Representatives from three communities – Brockton, Ontario (which includes the town of Walkerton); Canmore, Alberta; and Lac La Biche County, Alberta – spoke enthusiastically about their partnerships with private water and sewage services providers.
Walkerton’s story is well known. Many remember how badly the town’s public utility was managed, and with what tragic consequences. Few are surprised that the town would want to shift responsibility for operations to more expert operators, or that it would seek an enforceable contract with which to hold the operators accountable. It signed such a contract with Veolia Water Canada in 2006.
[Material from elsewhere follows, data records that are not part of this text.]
use crate::category::CategoryData;
use crate::locale::Locale;
use crate::record::LocaleRecord;

/// Canonical site origin for every generated URL.
pub const BASE_URL: &str = "https://quick-calculator.org";

/// Publication dates stamped into the Article block.
const ARTICLE_PUBLISHED: &str = "2026-01-01";
const ARTICLE_MODIFIED: &str = "2026-02-06";

// ============================================================================
// Site Strings
// ============================================================================

/// Localized site name.
pub fn site_name(locale: Locale) -> &'static str {
    match locale {
        Locale::En => "Quick Calculator",
        Locale::Es => "Calculadora Rápida",
        Locale::Pt => "Calculadora Rápida",
        Locale::Fr => "Calculateur Rapide",
        Locale::De => "Schnellrechner",
        Locale::Nl => "Snelle Rekenmachine",
    }
}

/// Localized site description.
pub fn site_description(locale: Locale) -> &'static str {
    match locale {
        Locale::En => "Free online calculators for finance, health, math, and everyday calculations",
        Locale::Es => "Calculadoras en línea gratuitas para finanzas, salud, matemáticas y cálculos cotidianos",
        Locale::Pt => "Calculadoras online gratuitas para finanças, saúde, matemática e cálculos do dia a dia",
        Locale::Fr => "Calculateurs en ligne gratuits pour les finances, la santé, les mathématiques et les calculs quotidiens",
        Locale::De => "Kostenlose Online-Rechner für Finanzen, Gesundheit, Mathematik und alltägliche Berechnungen",
        Locale::Nl => "Gratis online rekenmachines voor financiën, gezondheid, wiskunde en dagelijkse berekeningen",
    }
}

/// "Use our {title} for accurate calculations", localized.
fn main_description(locale: Locale, title: &str) -> String {
    let template = match locale {
        Locale::En => "Use our {} for accurate calculations",
        Locale::Es => "Utilice nuestra {} para cálculos precisos",
        Locale::Pt => "Use nossa {} para cálculos precisos",
        Locale::Fr => "Utilisez notre {} pour des calculs précis",
        Locale::De => "Verwenden Sie unseren {} für genaue Berechnungen",
        Locale::Nl => "Gebruik onze {} voor nauwkeurige berekeningen",
    };
    template.replacen("{}", title, 1)
}

/// "Calculate {title} online", localized. Fallback description when the
/// record carries no SEO introduction.
fn alt_description(locale: Locale, title: &str) -> String {
    let template = match locale {
        Locale::En => "Calculate {} online",
        Locale::Es => "Calcule {} en línea",
        Locale::Pt => "Calcule {} online",
        Locale::Fr => "Calculez {} en ligne",
        Locale::De => "{} online berechnen",
        Locale::Nl => "Bereken {} online",
    };
    template.replacen("{}", title, 1)
}

// ============================================================================
// URL Layout
// ============================================================================

/// Root URL for a locale: `/` for the base locale, `/{lang}` otherwise.
pub fn locale_root(locale: Locale) -> String {
    if locale.is_base() {
        BASE_URL.to_string()
    } else {
        format!("{}/{}", BASE_URL, locale.code())
    }
}

/// Canonical URL of one calculator page.
pub fn calculator_url(locale: Locale, slug: &str) -> String {
    format!("{}/{}", locale_root(locale), slug)
}

/// Canonical URL of one category page.
pub fn category_url(locale: Locale, category_slug: &str) -> String {
    format!("{}/categories/{}", locale_root(locale), category_slug)
}

// ============================================================================
// Homepage
// ============================================================================

/// Organization node shared by every page. Not localized: the publisher
/// identity is the same in every language.
pub fn organization_schema() -> Value {
    json!({
        "@type": "Organization",
        "@id": format!("{}#organization", BASE_URL),
        "name": "Quick Calculator",
        "url": BASE_URL,
        "logo": {
            "@type": "ImageObject",
            "@id": format!("{}#logo", BASE_URL),
            "url": format!("{}/icon", BASE_URL),
            "caption": "Quick Calculator Logo",
            "inLanguage": "en",
            "encodingFormat": "image/svg+xml"
        },
        "description": site_description(Locale::BASE),
        "slogan": "Calculate Everything, Instantly",
        "sameAs": Locale::ALL.iter().map(|l| locale_root(*l)).collect::<Vec<_>>(),
        "contactPoint": {
            "@type": "ContactPoint",
            "contactType": "Customer Support",
            "url": format!("{}/contact", BASE_URL),
            "availableLanguage": Locale::ALL.iter().map(|l| l.native_name()).collect::<Vec<_>>()
        }
    })
}

/// WebSite/WebPage graph for the homepage: site identity, a SearchAction,
/// and the five category collection pages as an ItemList. Carries no
/// calculator-specific data.
pub fn homepage_schema(locale: Locale) -> Value {
    use crate::category::Category;

    let url = locale_root(locale);
    let name = site_name(locale);
    let description = site_description(locale);

    let category_items: Vec<Value> = Category::ALL
        .iter()
        .enumerate()
        .map(|(index, category)| {
            let cat_url = category_url(locale, category.slug());
            json!({
                "@type": "ListItem",
                "position": index + 1,
                "item": {
                    "@type": "CollectionPage",
                    "@id": format!("{}#collectionpage", cat_url),
                    "name": category.display_name(locale),
                    "url": cat_url
                }
            })
        })
        .collect();

    json!({
        "@context": "https://schema.org",
        "@graph": [
            {
                "@type": "WebPage",
                "@id": format!("{}#webpage", url),
                "url": url,
                "name": name,
                "description": description,
                "inLanguage": locale.bcp47(),
                "isPartOf": { "@id": format!("{}#website", url) },
                "about": { "@id": format!("{}#organization", BASE_URL) }
            },
            {
                "@type": "WebSite",
                "@id": format!("{}#website", url),
                "name": name,
                "url": url,
                "description": description,
                "inLanguage": locale.bcp47(),
                "publisher": { "@id": format!("{}#organization", BASE_URL) },
                "potentialAction": {
                    "@type": "SearchAction",
                    "@id": format!("{}#searchaction", url),
                    "target": {
                        "@type": "EntryPoint",
                        "urlTemplate": format!("{}/?search={{search_term_string}}", url)
                    },
                    "query-input": "required name=search_term_string"
                }
            },
            {
                "@type": "ItemList",
                "@id": format!("{}#categories", url),
                "name": "Calculator Categories",
                "numberOfItems": Category::ALL.len(),
                "itemListElement": category_items
            },
            organization_schema()
        ]
    })
}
Less familiar is Canmore’s story, which echoes Walkerton’s in several ways. Back in the 1990s, the town’s operator had failed to test and report on chlorine residuals in drinking water. Alberta Environment had fined the town $15,000 for this failure. Canmore was also having trouble retaining qualified staff to operate its new sewage treatment plant. And so, in order to improve regulatory compliance and reduce municipal liability for operational deficiencies, the town sought a private operator for its water and sewage systems. It was keen to enter into a contract with clear performance measures and penalties for poor performance. Canmore and Epcor signed a 10-year agreement in 2000 and renewed the contract this year.
Both Walkerton and Canmore report that their public-private partnerships have saved them millions. The former expects savings of more than $2 million over the five-year contract. The latter saved $4 million over the first five years of its contract – in part from having negotiated a fixed price, even though the community was growing, and in part from Epcor’s decision to install a UV disinfection system rather than constructing, as the town had initially proposed, a new reservoir that would have allowed drinking water longer contact time with chlorine.
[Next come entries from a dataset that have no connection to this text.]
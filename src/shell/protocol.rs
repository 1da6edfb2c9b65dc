//! Sentinel framing for commands sent to a persistent shell.
//!
//! Each command runs in a brace group with stdin from `/dev/null`, since the
//! shell's own stdin carries the command stream. After it the shell echoes a
//! marker carrying `$?` on stdout and a bare marker on stderr:
//!
//! ```text
//! { <command>
//! } </dev/null
//! __sbx_rc=$?; echo "<marker>:$__sbx_rc"; echo "<marker>" 1>&2
//! ```
//!
//! A stream is complete once its buffer ends with the marker line. The
//! marker may directly follow program output that lacks a final newline.

use std::sync::atomic::{AtomicU64, Ordering};

static NEXT_MARKER: AtomicU64 = AtomicU64::new(0);

/// Build a marker that will not occur in ordinary program output.
pub fn new_marker() -> String {
    let seq = NEXT_MARKER.fetch_add(1, Ordering::Relaxed);
    let nanos = std::time::SystemTime::now()
        .duration_since(std::time::UNIX_EPOCH)
        .map(|d| d.subsec_nanos())
        .unwrap_or(0);
    format!("__SBX_DONE_{}_{seq}_{nanos:x}__", std::process::id())
}

/// Detach a command from the shell's stdin and append the sentinel echoes.
pub fn wrap_command(command: &str, marker: &str) -> String {
    // An empty brace group is a syntax error, which would end the shell.
    let body = if command.trim().is_empty() { ":" } else { command };
    format!(
        "{{ {body}\n}} </dev/null\n__sbx_rc=$?; echo \"{marker}:$__sbx_rc\"; echo \"{marker}\" 1>&2\n"
    )
}

/// If `buf` ends with the stdout sentinel, return where the program's own
/// output ends and the exit code carried by the sentinel.
pub fn split_stdout(buf: &[u8], marker: &str) -> Option<(usize, i32)> {
    let body = buf.strip_suffix(b"\n")?;
    let start = rfind(body, marker.as_bytes())?;
    let tail = &body[start + marker.len()..];
    let code = std::str::from_utf8(tail.strip_prefix(b":")?).ok()?;
    let code = code.parse().ok()?;
    Some((start, code))
}

/// If `buf` ends with the stderr sentinel, return where the program's own
/// stderr output ends.
pub fn split_stderr(buf: &[u8], marker: &str) -> Option<usize> {
    let body = buf.strip_suffix(b"\n")?;
    body.strip_suffix(marker.as_bytes()).map(<[u8]>::len)
}

/// Quote one word for the shell. Safe words are left as they are.
pub fn quote(word: &str) -> String {
    let safe = !word.is_empty()
        && word
            .bytes()
            .all(|b| b.is_ascii_alphanumeric() || b"_-./=:,+@%".contains(&b));
    if safe {
        word.to_string()
    } else {
        format!("'{}'", word.replace('\'', r"'\''"))
    }
}

/// Quote every word and join them into one command line.
pub fn join_quoted<I, S>(words: I) -> String
where
    I: IntoIterator<Item = S>,
    S: AsRef<str>,
{
    words
        .into_iter()
        .map(|w| quote(w.as_ref()))
        .collect::<Vec<_>>()
        .join(" ")
}

fn rfind(haystack: &[u8], needle: &[u8]) -> Option<usize> {
    if needle.is_empty() || needle.len() > haystack.len() {
        return None;
    }
    (0..=haystack.len() - needle.len())
        .rev()
        .find(|&i| &haystack[i..i + needle.len()] == needle)
}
Lac La Biche County is still in the early stages of its partnership. It needs a new sewage treatment plant to reduce phosphorus and nitrogen pollution in two lakes, and has chosen Maple Reinders and Corix to design, build, and operate the facility. Like the other communities, the county emphasized its need for expertise in a number of areas (from biology, to civil engineering, to plant operations) and its desire to shift regulatory compliance risks to the private sector as major reasons for pursuing a public-private partnership.